Andaba yo en una fase vital
de tedio absoluto. Mi propio reflejo en el espejo me resultaba de lo más
anodino. Dos años largos de paro y los gestos de resignación de mis padres
hacían el resto. El aburrimiento había provocado en mí ciertas costumbres, como
la de salir a pasear después del café de la tarde, prolongándolo hasta la hora
de la cena. Al menos, libraba así a mis
padres de mi presencia durante un buen rato. Una tarde en que mi paseo estaba
resultando más insulso de lo habitual, se me ocurrió una idea que justificaba
el gran vacío de mi vida, y quizás de mi mente: seguir a una persona.
Teniendo en cuenta mi
indiscutible heterosexualidad, que a nadie importaba, consideré más interesante
seguir a una mujer, joven, a ser posible. La siguiente hora fue de lo más
entretenido pues no terminaba de decidirme por la candidata ideal. Por fin
elegí una. La afortunada ganadora era una joven agraciada de unos veinte años
que llevaba un libro en la mano. Guapa y culta, la combinación perfecta, pensé.
Mientras la seguía, en
vez de reprocharme lo bajo que me había hecho caer mi desidia, me dediqué a
pensar si la posición correcta de los calificativos hubiera sido a la inversa,
culta y guapa. Casi la pierdo en el metro. Reconozco que mi adrenalina subió
unos grados al tratar de coger el mismo vagón que ella.
Emergió junto al
parque del Retiro, donde se encontraba una de mis peores pesadillas, las
aglomeraciones, pero me dije que si había llegado hasta ahí debía continuar con
el juego hasta el final, desconociendo, por supuesto, cuál sería ese final. La
turba se congregaba con motivo de la feria del libro y mi joven culta y guapa
(sí, cambié el orden) fue de caseta en caseta hasta que se encontró con un
viejo alto y encanecido que babeó frente a su escote y al que pidió que le
firmara el libro que llevaba consigo. La sonrisa de la joven ante la firma
capturada me hizo pensar: ¿de verdad los libros son capaces de motivar a
alguien hasta el punto de buscar a su autor y pedirle su firma? Huelga de decir
que siempre encontré la literatura como
una tortura ejecutada con sarna por mis profesores de instituto.
Luego del Retiro,
quedó con unos amigos en un bar. Disfrutaron de unas cañas y dieron un paseo
hasta llegar a los cines Renoir. De nuevo tuve que tomar una decisión. Desde
luego, la tarde estaba siendo de lo más interesante. Qué cosas curiosas hacen
las personas para entretenerse, pensé observando al grupo de la joven culta y
guapa. Hice de tripas corazón y entré en el cine. Desconocía que fuera tan caro
ver una película en un cine. Qué coñazo, me dije, pues era una película armenia
y encima subtitulada. Sin embargo, la historia me fascinó de tal modo que
olvidé el motivo por el que había llegado hasta allí. Un acomodador que
apestaba a sudor y palomitas me tuvo que recordar que la sesión había
terminado, que tenía que salir. Vagué sin rumbo pensando en la película. Cuando
llegué a casa mis padres dormían, lo que me permitió entrar en internet sin la
acostumbrada reprimenda sobre perder el tiempo y bla, bla, bla. Tuve el impulso
de escribir en mi Facebook la opinión sobre la película. Con la sensación
indescriptible producida por la ausencia de aburrimiento, me fui a la cama.
A la mañana siguiente
eché un vistazo al Facebook, costumbre que anteponía a mi aseo diario e incluso
al desayuno. Para mi sorpresa, tenía varios comentarios alabando el mío sobre
la película, alguno incluso de desconocidos que compartieron mi publicación.

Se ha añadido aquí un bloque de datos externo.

//! Schema introspection for unidb.
//!
//! Walks an instance's data dictionary through the per-engine catalog
//! templates and returns engine-neutral descriptors. Engines whose
//! catalog entry is a skip sentinel surface `IntrospectionNotSupported`
//! carrying the human-readable reason; nothing is guessed.

use crate::catalog::{skip_reason, template_for, SchemaObjectKind};
use crate::driver::{Row, Value};
use crate::error::{Result, UnidbError};
use crate::executor::{BindParams, FailurePolicy, StatementExecutor};
use crate::instance::InstanceHandle;
use crate::typemap::{classify, DataTypeGroup};

/// A view and its defining SQL, when the engine exposes it.
#[derive(Debug, Clone, PartialEq, Eq)]
pub struct ViewInfo {
    pub name: String,
    pub definition: Option<String>,
}

/// One column of a table or view.
///
/// `rendered_type` arrives fully formatted from the catalog SQL
/// (length/precision/scale included); it is never re-assembled here.
/// `default_value` and `comment` are never absent: a database NULL, a
/// missing catalog column, and the `'(null)'` the catalog SQL emits all
/// come through as the literal `"(null)"` sentinel.
#[derive(Debug, Clone, PartialEq, Eq)]
pub struct ColumnDescriptor {
    pub ordinal: i64,
    pub name: String,
    pub rendered_type: String,
    pub nullable: bool,
    pub default_value: String,
    pub comment: String,
}

/// One index on a table.
#[derive(Debug, Clone, PartialEq, Eq)]
pub struct IndexInfo {
    pub name: String,
    pub index_type: String,
    pub table_type: String,
    pub unique: bool,
}

/// One column (or expression) within an index.
#[derive(Debug, Clone, PartialEq, Eq)]
pub struct IndexColumn {
    pub position: i64,
    pub name: String,
    pub descending: bool,
    pub expression: Option<String>,
}

impl IndexColumn {
    /// The expression when present, the plain column name otherwise.
    pub fn display_name(&self) -> &str {
        self.expression.as_deref().unwrap_or(&self.name)
    }
}

/// An index together with its assembled column list.
#[derive(Debug, Clone, PartialEq, Eq)]
pub struct IndexReport {
    pub info: IndexInfo,
    /// `"(expr_or_name ASC, expr_or_name DESC, ...)"`.
    pub columns_display: String,
}

/// Everything worth showing about one table.
#[derive(Debug, Clone, PartialEq, Eq)]
pub struct TableReport {
    pub table_name: String,
    pub columns: Vec<ColumnDescriptor>,
    pub indexes: Vec<IndexReport>,
}

/// Everything worth showing about one view.
#[derive(Debug, Clone, PartialEq, Eq)]
pub struct ViewReport {
    pub view_name: String,
    pub definition: Option<String>,
    pub columns: Vec<ColumnDescriptor>,
}

/// Reads schema objects from an instance's data dictionary.
///
/// Catalog queries always propagate driver failures: a broken dictionary
/// query is a defect, not something to degrade over.
#[derive(Debug, Clone, Copy)]
pub struct SchemaIntrospector {
    executor: StatementExecutor,
}

impl Default for SchemaIntrospector {
    fn default() -> Self {
        Self::new()
    }
}

impl SchemaIntrospector {
    pub fn new() -> Self {
        Self {
            executor: StatementExecutor::with_policy(FailurePolicy::Propagate),
        }
    }

    /// Lists table names, sorted by the engine's catalog.
    pub async fn find_tables(&self, handle: &InstanceHandle) -> Result<Vec<String>> {
        let rows = self
            .run_catalog(handle, SchemaObjectKind::Tables, None)
            .await?;
        Ok(rows.iter().map(|row| cell_string(row, 0)).collect())
    }

    /// Lists views with their definitions.
    pub async fn find_views(&self, handle: &InstanceHandle) -> Result<Vec<ViewInfo>> {
        let rows = self
            .run_catalog(handle, SchemaObjectKind::Views, None)
            .await?;
        Ok(rows
            .iter()
            .map(|row| ViewInfo {
                name: cell_string(row, 0),
                definition: cell_opt(row, 1),
            })
            .collect())
    }

    /// Describes the columns of one table.
    pub async fn find_columns(
        &self,
        handle: &InstanceHandle,
        table_name: &str,
    ) -> Result<Vec<ColumnDescriptor>> {
        let rows = self
            .run_catalog(handle, SchemaObjectKind::TableColumns, Some(table_name))
            .await?;
        Ok(rows.iter().map(column_from_row).collect())
    }

    /// Describes the columns of one view.
    pub async fn find_view_columns(
        &self,
        handle: &InstanceHandle,
        view_name: &str,
    ) -> Result<Vec<ColumnDescriptor>> {
        let rows = self
            .run_catalog(handle, SchemaObjectKind::ViewColumns, Some(view_name))
            .await?;
        Ok(rows.iter().map(column_from_row).collect())
    }

    /// Lists the indexes on one table.
    pub async fn find_indexes(
        &self,
        handle: &InstanceHandle,
        table_name: &str,
    ) -> Result<Vec<IndexInfo>> {
        let rows = self
            .run_catalog(handle, SchemaObjectKind::Indexes, Some(table_name))
            .await?;
        Ok(rows
            .iter()
            .map(|row| IndexInfo {
                name: cell_string(row, 0),
                index_type: cell_string(row, 1),
                table_type: cell_string(row, 2),
                unique: cell_string(row, 3) == "Yes",
            })
            .collect())
    }

    /// Lists the columns of one index, in position order.
    pub async fn find_index_columns(
        &self,
        handle: &InstanceHandle,
        index_name: &str,
    ) -> Result<Vec<IndexColumn>> {
        let rows = self
            .run_catalog(handle, SchemaObjectKind::IndexColumns, Some(index_name))
            .await?;
        Ok(rows
            .iter()
            .map(|row| IndexColumn {
                position: cell_i64(row, 0),
                name: cell_string(row, 1),
                descending: cell_string(row, 2).eq_ignore_ascii_case("DESC"),
                expression: cell_opt(row, 3),
            })
            .collect())
    }

    /// Columns plus indexes (with their assembled column lists) for one
    /// table.
    pub async fn table_report(
        &self,
        handle: &InstanceHandle,
        table_name: &str,
    ) -> Result<TableReport> {
        let columns = self.find_columns(handle, table_name).await?;
        let mut indexes = Vec::new();
        for info in self.find_indexes(handle, table_name).await? {
            let index_columns = self.find_index_columns(handle, &info.name).await?;
            indexes.push(IndexReport {
                columns_display: assemble_index_columns(&index_columns),
                info,
            });
        }
        Ok(TableReport {
            table_name: table_name.to_string(),
            columns,
            indexes,
        })
    }

    /// Looks up a column's rendered type and classifies it.
    ///
    /// Best-effort: the classification is a substring heuristic over the
    /// rendered type, good enough to decide literal quoting and nothing
    /// stronger. An unknown column comes back as `None`.
    pub async fn data_type_of(
        &self,
        handle: &InstanceHandle,
        table_name: &str,
        column_name: &str,
    ) -> Result<Option<DataTypeGroup>> {
        let columns = self.find_columns(handle, table_name).await?;
        Ok(columns
            .iter()
            .find(|col| col.name == column_name)
            .map(|col| classify(handle.engine(), &col.rendered_type)))
    }

    /// Definition plus columns for one view.
    pub async fn view_report(
        &self,
        handle: &InstanceHandle,
        view_name: &str,
    ) -> Result<ViewReport> {
        let definition = self
            .find_views(handle)
            .await?
            .into_iter()
            .find(|view| view.name == view_name)
            .and_then(|view| view.definition);
        let columns = self.find_view_columns(handle, view_name).await?;
        Ok(ViewReport {
            view_name: view_name.to_string(),
            definition,
            columns,
        })
    }

    /// Resolves and runs the catalog template for one object kind,
    /// turning the skip sentinels into errors before any SQL is sent.
    async fn run_catalog(
        &self,
        handle: &InstanceHandle,
        kind: SchemaObjectKind,
        object_name: Option<&str>,
    ) -> Result<Vec<Row>> {
        let engine = handle.engine();
        let query = template_for(kind, engine);
        if let Some(reason) = skip_reason(query, kind, engine) {
            return Err(UnidbError::IntrospectionNotSupported(reason));
        }
        // Object names are substituted textually into a quoted literal.
        let name = object_name.unwrap_or_default().replace('\'', "''");
        let sql = query
            .substitute(&name)
            .ok_or_else(|| UnidbError::IntrospectionNotSupported(kind.as_str().to_string()))?;
        let result = self.executor.run(handle, &sql, &BindParams::None).await?;
        Ok(result.rows.unwrap_or_default())
    }
}

/// Joins index columns into `"(a ASC, UPPER(b) DESC)"`, preferring the
/// expression text over the stored column name.
pub fn assemble_index_columns(columns: &[IndexColumn]) -> String {
    let parts: Vec<String> = columns
        .iter()
        .map(|col| {
            format!(
                "{} {}",
                col.display_name(),
                if col.descending { "DESC" } else { "ASC" }
            )
        })
        .collect();
    format!("({})", parts.join(", "))
}

fn column_from_row(row: &Row) -> ColumnDescriptor {
    ColumnDescriptor {
        ordinal: cell_i64(row, 0),
        name: cell_string(row, 1),
        rendered_type: cell_string(row, 2),
        nullable: cell_string(row, 3) == "Yes",
        default_value: cell_sentinel(row, 4),
        comment: cell_sentinel(row, 5),
    }
}

fn cell_string(row: &Row, index: usize) -> String {
    row.get(index)
        .map(Value::to_display_string)
        .unwrap_or_default()
}

/// Reads an optional cell: SQL NULL, a missing column, the empty string,
/// and the `'(null)'` placeholder the catalog queries emit all collapse
/// to None.
fn cell_opt(row: &Row, index: usize) -> Option<String> {
    let text = cell_string(row, index);
    if text.is_empty() || text == "(null)" {
        None
    } else {
        Some(text)
    }
}

/// Reads a never-absent cell: SQL NULL and a missing column surface as
/// the explicit `"(null)"` sentinel rather than an empty string, so the
/// presenter has something to print.
fn cell_sentinel(row: &Row, index: usize) -> String {
    let text = cell_string(row, index);
    if text.is_empty() {
        "(null)".to_string()
    } else {
        text
    }
}

fn cell_i64(row: &Row, index: usize) -> i64 {
    match row.get(index) {
        Some(Value::Int(i)) => *i,
        Some(other) => other.to_display_string().parse().unwrap_or_default(),
        None => 0,
    }
}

Alguien me añadió, sin permiso, por supuesto, a un grupo de cine donde se
comentaban películas. Me entusiasmó. De pronto, tenía un objetivo en la vida:
hablar de cine. El grupo era numerosísimo y muchas veces me dedicaba a
curiosear entre los perfiles de los miembros. Sí, habéis pensado correctamente,
uno de los perfiles era de la joven culta y guapa. Por supuesto, no me atreví a
escribirle. No me hizo falta, sabía que, más tarde o más temprano,
coincidiríamos en el comentario de alguna película, como así fue. Tras tres
años llenos de comentarios cruzados tuvimos nuestra primera cita.